## Problem description
Report every line in the listing that contains the string "BREAKS".

## Supplied data

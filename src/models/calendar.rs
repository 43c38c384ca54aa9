//! Calendar systems for month-boundary computations
//!
//! Overdue bookkeeping needs "the first day of the current month", and which
//! month a date falls in depends on the calendar the building operates under.
//! The Jalali conversion uses the standard 33-year-cycle arithmetic with the
//! published break-point table, working through Julian day numbers.

use chrono::{Datelike, NaiveDate};
use serde::{Deserialize, Serialize};
use std::fmt;

/// Calendar system used for month boundaries and year/month display
#[derive(Debug, Clone, Copy, PartialEq, Eq, Serialize, Deserialize, Default)]
#[serde(rename_all = "lowercase")]
pub enum CalendarSystem {
    /// Gregorian calendar months
    #[default]
    Gregorian,
    /// Persian (Jalali) calendar months
    Jalali,
}

impl CalendarSystem {
    /// Parse a calendar system from a string
    pub fn parse(s: &str) -> Option<Self> {
        match s.to_lowercase().as_str() {
            "gregorian" => Some(Self::Gregorian),
            "jalali" | "persian" => Some(Self::Jalali),
            _ => None,
        }
    }

    /// The year and month of `date` in this calendar
    pub fn year_month(&self, date: NaiveDate) -> (i32, u32) {
        match self {
            Self::Gregorian => (date.year(), date.month()),
            Self::Jalali => {
                let (jy, jm, _) = jalali_from_jdn(jdn_from_date(date));
                (jy as i32, jm as u32)
            }
        }
    }

    /// The first day of the calendar month containing `date`
    pub fn month_start(&self, date: NaiveDate) -> NaiveDate {
        match self {
            Self::Gregorian => date.with_day(1).expect("day 1 exists in every month"),
            Self::Jalali => {
                let (jy, jm, _) = jalali_from_jdn(jdn_from_date(date));
                date_from_jdn(jdn_from_jalali(jy, jm, 1))
            }
        }
    }
}

impl fmt::Display for CalendarSystem {
    fn fmt(&self, f: &mut fmt::Formatter<'_>) -> fmt::Result {
        match self {
            Self::Gregorian => write!(f, "gregorian"),
            Self::Jalali => write!(f, "jalali"),
        }
    }
}

/// Jalali years in which the leap-year pattern shifts
const BREAKS: [i64; 20] = [
    -61, 9, 38, 199, 426, 686, 756, 818, 1111, 1181, 1210, 1635, 2060, 2097, 2192, 2262, 2324,
    2394, 2456, 3178,
];

struct JalCycle {
    leap: i64,
    gy: i64,
    march: i64,
}

/// Leap-year and March-offset data for a Jalali year
///
/// All division here is truncated (Rust's `/` and `%`), matching the
/// reference arithmetic.
fn jal_cal(jy: i64) -> JalCycle {
    let gy = jy + 621;
    let mut leap_j = -14i64;
    let mut jp = BREAKS[0];
    let mut jump = 0i64;

    for &jm in &BREAKS[1..] {
        jump = jm - jp;
        if jy < jm {
            break;
        }
        leap_j += (jump / 33) * 8 + (jump % 33) / 4;
        jp = jm;
    }

    let mut n = jy - jp;
    leap_j += (n / 33) * 8 + (n % 33 + 3) / 4;
    if jump % 33 == 4 && jump - n == 4 {
        leap_j += 1;
    }

    let leap_g = gy / 4 - ((gy / 100 + 1) * 3) / 4 - 150;
    let march = 20 + leap_j - leap_g;

    if jump - n < 6 {
        n = n - jump + ((jump + 4) / 33) * 33;
    }
    let mut leap = ((n + 1) % 33 - 1) % 4;
    if leap == -1 {
        leap = 4;
    }

    JalCycle { leap, gy, march }
}

/// Julian day number of a Gregorian date
fn jdn_from_gregorian(gy: i64, gm: i64, gd: i64) -> i64 {
    let mut d =
        ((gy + (gm - 8) / 6 + 100100) * 1461) / 4 + (153 * ((gm + 9) % 12) + 2) / 5 + gd - 34840408;
    d = d - (((gy + 100100 + (gm - 8) / 6) / 100) * 3) / 4 + 752;
    d
}

/// Gregorian date of a Julian day number
fn gregorian_from_jdn(jdn: i64) -> (i64, i64, i64) {
    let mut j = 4 * jdn + 139361631;
    j += (((4 * jdn + 183187720) / 146097) * 3 / 4) * 4 - 3908;
    let i = ((j % 1461) / 4) * 5 + 308;
    let gd = (i % 153) / 5 + 1;
    let gm = (i / 153) % 12 + 1;
    let gy = j / 1461 - 100100 + (8 - gm) / 6;
    (gy, gm, gd)
}

/// Julian day number of a Jalali date
fn jdn_from_jalali(jy: i64, jm: i64, jd: i64) -> i64 {
    let r = jal_cal(jy);
    jdn_from_gregorian(r.gy, 3, r.march) + (jm - 1) * 31 - (jm / 7) * (jm - 7) + jd - 1
}

/// Jalali date of a Julian day number
fn jalali_from_jdn(jdn: i64) -> (i64, i64, i64) {
    let (gy, _, _) = gregorian_from_jdn(jdn);
    let mut jy = gy - 621;
    let r = jal_cal(jy);
    let jdn1f = jdn_from_gregorian(gy, 3, r.march);
    let mut k = jdn - jdn1f;

    if k >= 0 {
        if k <= 185 {
            return (jy, 1 + k / 31, k % 31 + 1);
        }
        k -= 186;
    } else {
        jy -= 1;
        k += 179;
        // Leap status of the year the JDN's March belongs to, not jy - 1
        if r.leap == 1 {
            k += 1;
        }
    }

    let jm = 7 + k / 30;
    let jd = k % 30 + 1;
    (jy, jm, jd)
}

fn jdn_from_date(date: NaiveDate) -> i64 {
    jdn_from_gregorian(date.year() as i64, date.month() as i64, date.day() as i64)
}

fn date_from_jdn(jdn: i64) -> NaiveDate {
    let (gy, gm, gd) = gregorian_from_jdn(jdn);
    NaiveDate::from_ymd_opt(gy as i32, gm as u32, gd as u32)
        .expect("JDN conversion yields a valid Gregorian date")
}

#[cfg(test)]
mod tests {
    use super::*;

    fn date(y: i32, m: u32, d: u32) -> NaiveDate {
        NaiveDate::from_ymd_opt(y, m, d).unwrap()
    }

    #[test]
    fn test_known_nowruz_dates() {
        // 1403-01-01 = 2024-03-20, 1404-01-01 = 2025-03-21
        assert_eq!(
            CalendarSystem::Jalali.year_month(date(2024, 3, 20)),
            (1403, 1)
        );
        assert_eq!(
            CalendarSystem::Jalali.year_month(date(2025, 3, 21)),
            (1404, 1)
        );
    }

    #[test]
    fn test_leap_year_end() {
        // 1403 is a leap year; its Esfand has 30 days, ending 2025-03-20
        let (jy, jm, jd) = jalali_from_jdn(jdn_from_date(date(2025, 3, 20)));
        assert_eq!((jy, jm, jd), (1403, 12, 30));
    }

    #[test]
    fn test_winter_dates_after_leap_nowruz() {
        // 1403 began 2024-03-20 and is a leap year; dates between the
        // Gregorian new year and the next Nowruz must not drift a day early
        assert_eq!(
            jalali_from_jdn(jdn_from_date(date(2025, 1, 20))),
            (1403, 11, 1)
        );
        // Bahman 1 starts its own month
        assert_eq!(
            CalendarSystem::Jalali.month_start(date(2025, 1, 20)),
            date(2025, 1, 20)
        );
        assert_eq!(
            CalendarSystem::Jalali.month_start(date(2025, 2, 10)),
            date(2025, 1, 20)
        );
    }

    #[test]
    fn test_jalali_round_trip() {
        for gdate in [
            date(2021, 3, 21),
            date(2024, 12, 31),
            date(2025, 8, 29),
            date(1999, 1, 1),
        ] {
            let jdn = jdn_from_date(gdate);
            let (jy, jm, jd) = jalali_from_jdn(jdn);
            assert_eq!(date_from_jdn(jdn_from_jalali(jy, jm, jd)), gdate);
        }
    }

    #[test]
    fn test_gregorian_month_start() {
        assert_eq!(
            CalendarSystem::Gregorian.month_start(date(2025, 8, 29)),
            date(2025, 8, 1)
        );
        assert_eq!(
            CalendarSystem::Gregorian.month_start(date(2025, 2, 1)),
            date(2025, 2, 1)
        );
    }

    #[test]
    fn test_jalali_month_start() {
        // 2025-08-29 falls in Shahrivar 1404, which begins 2025-08-23
        assert_eq!(
            CalendarSystem::Jalali.month_start(date(2025, 8, 29)),
            date(2025, 8, 23)
        );
        // 2024-12-31 falls in Dey 1403, which begins 2024-12-21
        assert_eq!(
            CalendarSystem::Jalali.month_start(date(2024, 12, 31)),
            date(2024, 12, 21)
        );
    }

    #[test]
    fn test_parse_and_display() {
        assert_eq!(
            CalendarSystem::parse("jalali"),
            Some(CalendarSystem::Jalali)
        );
        assert_eq!(
            CalendarSystem::parse("Persian"),
            Some(CalendarSystem::Jalali)
        );
        assert_eq!(
            CalendarSystem::parse("gregorian"),
            Some(CalendarSystem::Gregorian)
        );
        assert_eq!(CalendarSystem::parse("lunar"), None);
        assert_eq!(CalendarSystem::Jalali.to_string(), "jalali");
    }
}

## Solution
const BREAKS: [i64; 20] = [
    let mut jp = BREAKS[0];
    for &jm in &BREAKS[1..] {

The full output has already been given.